執筆者:Fernando Polo

 ムンドデポルティーボでVARに詳しい記者がいうには、ゴールを認めなかった主審に対して通知できるのは、映像を確認しているオペレーターが、ボールがラインを超えたことを100%確信した場合のみだそうだ。つまり、オペレーターが"これはゴールではない"と判断すれば、主審のジャッジに介入することはないのである。判定を行うオペレーター2人はFIFAに所属する。

 バレンシア戦の"幻のゴール"は、ラインを超えているボールがはっきりと撮影されていた。前述の記者は、VARが採用されていれば、あのゴールが認められていたことは間違いないと話す。しかし同時に、オペレーターが100%の確信を持たない限り、主審のジャッジに口を挟むことがないことも繰り返し強調した。
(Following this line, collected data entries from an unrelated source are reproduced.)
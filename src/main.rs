use std::sync::Arc;

use clap::{Parser, Subcommand};
use tracing_subscriber::EnvFilter;

use kinoplan::config::Config;
use kinoplan::db::{MovieFilter, Store};
use kinoplan::models::MovieWithScreenings;
use kinoplan::services::embeddings::EmbeddingPipeline;
use kinoplan::services::providers::{HttpSession, OllamaClient};
use kinoplan::services::recommendations;
use kinoplan::services::scraper::Scraper;

/// Local programme planner for the cinema: crawl, filter, recommend.
#[derive(Parser)]
#[command(name = "kinoplan", version, about)]
struct Cli {
    #[command(subcommand)]
    command: Command,
}

#[derive(Subcommand)]
enum Command {
    /// Crawl upcoming listing pages into the local store
    Refresh {
        /// How many days ahead of today to crawl
        #[arg(default_value_t = 7)]
        days_ahead: i64,
        /// Re-crawl dates that were already scraped
        #[arg(short, long)]
        force: bool,
    },
    /// Compute embeddings for movies that don't have one yet
    Embed,
    /// Recommend movies similar to a free-text description
    Recommend {
        description: String,
        /// Maximum number of results
        #[arg(short = 'k', long, default_value_t = 5)]
        count: usize,
    },
    /// Filter stored movies by title, director, duration and date
    Filter {
        #[arg(short, long)]
        title: Vec<String>,
        #[arg(short, long)]
        director: Vec<String>,
        #[arg(long)]
        min_duration: Option<i64>,
        #[arg(long)]
        max_duration: Option<i64>,
        /// Start of the screening window (YYYY-MM-DD [HH:MM]); defaults to now
        #[arg(short, long)]
        start_date: Option<String>,
        /// End of the screening window (YYYY-MM-DD [HH:MM])
        #[arg(short, long)]
        end_date: Option<String>,
        /// Use edit-distance matching for titles and directors
        #[arg(long)]
        fuzzy: bool,
    },
    /// Movies with only a few screenings left
    Limited {
        #[arg(default_value_t = 5)]
        max_screenings: i64,
    },
    /// Database statistics
    Stats,
}

#[tokio::main]
async fn main() -> anyhow::Result<()> {
    tracing_subscriber::fmt()
        .with_env_filter(EnvFilter::try_from_default_env().unwrap_or_else(|_| "info".into()))
        .init();

    let config = Config::from_env()?;
    let store = Store::open(&config.db_path)?;

    match Cli::parse().command {
        Command::Refresh { days_ahead, force } => {
            let session = HttpSession::new()?;
            let mut scraper = Scraper::new(session, store, &config);
            scraper.scrape(days_ahead, force).await?;
        }
        Command::Embed => {
            let model = Arc::new(OllamaClient::new(
                config.model_url.clone(),
                config.chat_model.clone(),
                config.embed_model.clone(),
            ));
            let pipeline = EmbeddingPipeline::new(model, store, config.max_concurrent_embeddings);
            let stored = pipeline.process_pending().await?;
            println!("Stored {} new embeddings", stored);
        }
        Command::Recommend { description, count } => {
            let model = Arc::new(OllamaClient::new(
                config.model_url.clone(),
                config.chat_model.clone(),
                config.embed_model.clone(),
            ));
            let movies = recommendations::find_similar(model, &store, &description, count).await?;
            print_movies(&movies);
        }
        Command::Filter {
            title,
            director,
            min_duration,
            max_duration,
            start_date,
            end_date,
            fuzzy,
        } => {
            let filter = MovieFilter {
                titles: title,
                directors: director,
                min_duration,
                max_duration,
                start_date: start_date
                    .or_else(|| Some(chrono::Local::now().format("%Y-%m-%d %H:%M").to_string())),
                end_date,
                fuzzy,
            };
            let movies = store.call(move |s| s.filter_movies(&filter)).await?;
            print_movies(&movies);
        }
        Command::Limited { max_screenings } => {
            let movies = store
                .call(move |s| s.movies_with_few_screenings(max_screenings))
                .await?;
            print_movies(&movies);
        }
        Command::Stats => {
            let stats = store.call(|s| s.stats()).await?;
            println!("Movies:             {}", stats.total_movies);
            println!("Upcoming movies:    {}", stats.future_movies);
            println!("Upcoming screenings: {}", stats.future_screenings);
            println!(
                "Last scraped date:  {}",
                stats.last_scraped.as_deref().unwrap_or("-")
            );
            if let Some(title) = stats.most_screened {
                println!(
                    "Most screened:      {} ({} screenings)",
                    title, stats.most_screened_count
                );
            }
        }
    }

    Ok(())
}

fn print_movies(movies: &[MovieWithScreenings]) {
    if movies.is_empty() {
        println!("No movies found");
        return;
    }
    for movie in movies {
        println!("{}", movie.title);
        if let Some(duration) = movie.duration {
            println!("  duration: {} min", duration);
        }
        if let Some(ref director) = movie.director {
            println!("  director: {}", director);
        }
        if let Some(ref genre) = movie.genre {
            println!("  genre:    {}", genre);
        }
        if let Some(ref production) = movie.production {
            println!("  production: {}", production);
        }
        println!("  {}", movie.href);
        for date in movie.screening_dates() {
            println!("    {}", date);
        }
        if let Some(ref description) = movie.description {
            println!("  {}", description);
        }
        println!();
    }
}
 FIFAが定めたルールでは、ゴールおよびそれに至るまでのプレー、ペナルティ判定、レッドカード、選手誤認という4つのケースにおいて、VARオペレーターが主審に誤審を通知することができる。その際、主審には2つの選択肢がある。ひとつは、進言に従いその場でジャッジを修正すること。もうひとつは、ピッチサイドのモニターで自分が映像を確認することである。

 ゴール判定については、ボールの位置をコンピューターグラフィックスで再現し、主審のジャッジを補助するホークアイというシステムが存在する。"ゴールライン・テクノロジー"と呼ばれるものだ。しかし、LFPとRFEFはこのシステムの導入を認めていない。

 ビデオで確認しても、ボールがラインを超えたかどうか分からないことがある。その場合、最終的には人の目で判断されるのだ。ホークアイなら迷う必要もないが、LFPとRFEFは「わずかな疑いについてはテクノロジーが介入する必要は無い」という姿勢を貫いている。VAR導入後も今回のような議論がなくならない理由はこれだ。